The Daily Telegraph has picked up on this story:

Working class babies need talking to

The writer (Scots-Irish) Jake Wallis Simons as taken the bait and is approaching it from the point of view of class.I dont think race gets a look-in.

Anonymous said...

"There are some intellectually honest people out there with politically correct viewpoints, who have never been challenged by someone who was as smart as they are."

I agree. Becoming highly educated exposes you to more than your share of liberal brainwashing. Only the intellectually honest will even bother to seek out another viewpoint. After all, what's in it for you? Seek out, embrace and spread the truth so you can become unemployable and a social outcast? Nah. As long as liberals don't call out each other's hypocrisy, you're safe. There's no incentive, unless your hypocrisy actually bothers you.

ben tillman said...

If we look at studies of identical twins reared apart in relation to IQ, the mean is 6.6 IQ points, with SD of 5.2. The largest difference was 24 points in the 122 pairs of twins studied. If the difference in environment was not due to brain trauma, that's pretty significant and possibly indicative of the possibilities of an attentive upbringing.

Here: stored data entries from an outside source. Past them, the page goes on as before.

mod dashboard;
mod language_toggle;
mod mastered;
mod state;
mod study;

#[cfg(test)]
mod test_harness;
#[cfg(test)]
mod view_smoke;

pub use dashboard::DashboardView;
pub use language_toggle::LanguageToggle;
pub use mastered::MasteredView;
pub use state::{ViewError, ViewState, view_state_from_resource};
pub use study::{StudySectionView, StudyView};
//! Interface strings for each supported locale.
//!
//! Lookups fall back to English when a locale lacks a key, and to the key
//! itself when English lacks it too. Placeholders are written `{{name}}`.

use prep_core::model::Locale;

const EN: &[(&str, &str)] = &[
    ("dashboard_title", "AWS Cloud Practitioner Prep"),
    ("dashboard_subtitle", "Master the cloud concepts"),
    ("start_random", "Start Random Session"),
    ("view_mastered", "View Mastered"),
    ("study_by_section", "Study by Section"),
    ("mastery_level", "Mastery Level"),
    ("mastered_count", "{{count}} / {{total}}"),
    ("section_mastered", "{{count}} / {{total}} mastered"),
    ("exit", "Exit"),
    ("back", "Back"),
    ("card_progress", "Card {{current}} of {{total}}"),
    ("flip_instruction", "Tap to flip"),
    ("streak", "Streak {{count}} / 3"),
    ("judge_failure", "Still learning"),
    ("judge_success", "Got it"),
    ("judge_instant", "Already know it"),
    ("docs_link", "AWS Documentation"),
    ("mastered_title", "Mastered Cards"),
    ("filter_placeholder", "Filter by section or topic..."),
    ("no_mastered", "No cards mastered yet."),
    ("keep_studying", "Keep studying to fill this list!"),
    ("unmaster", "Un-master"),
    ("confirm", "Confirm"),
    ("cancel", "Cancel"),
    ("session_complete", "Session Complete!"),
    (
        "session_result",
        "You mastered {{correct}} out of {{total}} cards in this session.",
    ),
    ("study_again", "Study Again"),
    ("back_dashboard", "Back to Dashboard"),
    ("delist_confirm", "Are you sure you want to un-master \"{{item}}\"?"),
    ("no_cards", "No cards to study here."),
    ("loading", "Loading..."),
    ("error", "Something went wrong. Please try again."),
    ("retry", "Retry"),
];

const JA: &[(&str, &str)] = &[
    ("dashboard_title", "AWS クラウドプラクティショナー 復習"),
    ("dashboard_subtitle", "クラウドの概念をマスターしよう"),
    ("start_random", "ランダム学習を開始"),
    ("view_mastered", "習得済みを表示"),
    ("study_by_section", "セクション別学習"),
    ("mastery_level", "習得レベル"),
    ("mastered_count", "{{count}} / {{total}}"),
    ("section_mastered", "{{count}} / {{total}} 習得済み"),
    ("exit", "終了"),
    ("back", "戻る"),
    ("card_progress", "カード {{current}} / {{total}}"),
    ("flip_instruction", "タップして裏返す"),
    ("streak", "連続正解 {{count}} / 3"),
    ("judge_failure", "まだ覚えていない"),
    ("judge_success", "覚えた"),
    ("judge_instant", "もう知っている"),
    ("docs_link", "AWS ドキュメント"),
    ("mastered_title", "習得済みカード"),
    ("filter_placeholder", "セクションやトピックで検索..."),
    ("no_mastered", "まだ習得したカードはありません。"),
    ("keep_studying", "学習を続けてリストを埋めましょう！"),
    ("unmaster", "習得済みから外す"),
    ("confirm", "はい"),
    ("cancel", "キャンセル"),
    ("session_complete", "セッション完了！"),
    (
        "session_result",
        "今回のセッションで {{total}} 枚中 {{correct}} 枚を習得しました。",
    ),
    ("study_again", "もう一度学習する"),
    ("back_dashboard", "ダッシュボードに戻る"),
    ("delist_confirm", "「{{item}}」を習得済みから削除してもよろしいですか？"),
];

fn table(locale: Locale) -> &'static [(&'static str, &'static str)] {
    match locale {
        Locale::En => EN,
        Locale::Ja => JA,
    }
}

fn lookup(locale: Locale, key: &str) -> Option<&'static str> {
    table(locale)
        .iter()
        .find(|(k, _)| *k == key)
        .map(|(_, v)| *v)
}

/// Translate `key` for `locale`.
#[must_use]
pub fn t(locale: Locale, key: &str) -> String {
    t_with(locale, key, &[])
}

/// Translate `key` and fill its `{{name}}` placeholders from `args`.
#[must_use]
pub fn t_with(locale: Locale, key: &str, args: &[(&str, &str)]) -> String {
    let template = lookup(locale, key)
        .or_else(|| lookup(Locale::En, key))
        .unwrap_or(key);
    interpolate(template, args)
}

fn interpolate(template: &str, args: &[(&str, &str)]) -> String {
    let mut out = template.to_owned();
    for (name, value) in args {
        out = out.replace(&format!("{{{{{name}}}}}"), value);
    }
    out
}
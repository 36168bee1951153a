use async_trait::async_trait;
use chrono::Utc;
use sqlx::Row;

use crate::repository::{SlotRepository, StorageError};

use super::SqliteRepository;

#[async_trait]
impl SlotRepository for SqliteRepository {
    async fn read_slot(&self, name: &str) -> Result<Option<String>, StorageError> {
        let row = sqlx::query("SELECT value FROM kv_slots WHERE name = ?1")
            .bind(name)
            .fetch_optional(&self.pool)
            .await
            .map_err(|err| StorageError::Connection(err.to_string()))?;

        let Some(row) = row else {
            return Ok(None);
        };

        let value: String = row
            .try_get("value")
            .map_err(|err| StorageError::Serialization(err.to_string()))?;
        Ok(Some(value))
    }

    async fn write_slot(&self, name: &str, value: &str) -> Result<(), StorageError> {
        sqlx::query(
            r"
            INSERT INTO kv_slots (name, value, updated_at)
            VALUES (?1, ?2, ?3)
            ON CONFLICT(name) DO UPDATE SET
                value = excluded.value,
                updated_at = excluded.updated_at
            ",
        )
        .bind(name)
        .bind(value)
        .bind(Utc::now())
        .execute(&self.pool)
        .await
        .map_err(|err| StorageError::Connection(err.to_string()))?;

        Ok(())
    }
}
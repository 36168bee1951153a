pub mod app;
pub mod context;
pub mod i18n;
pub mod platform;
pub mod routes;
pub mod vm;
pub mod views;

pub use app::App;
pub use context::{AppContext, LocaleState, UiApp, build_app_context};
pub use platform::{LinkOpener, LinkOpenerRef, SystemLinkOpener};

You have told us nothing. How many IQ tests did these twins take? In other words, how much sampling error could we expect in these secret studies that you cannot reveal to us?

Anonymous said...

I was given books to read as a child but only looked at the pictures. My parents said it's like picking just the cherries from the fruit cocktail.
Bad habit.

Anonymous said...

"Meanwhile, Steve "Freakonomics" Levitt and Roland Fryer of Harvard have finally, after a half dozen years, found a journal to publish their old study showing that black babies have higher IQs than Asian babies at eight months to twelve months."

Well, since 5-month old pigs and dogs are smarter than 5-month old humans, that study doesn't prove much.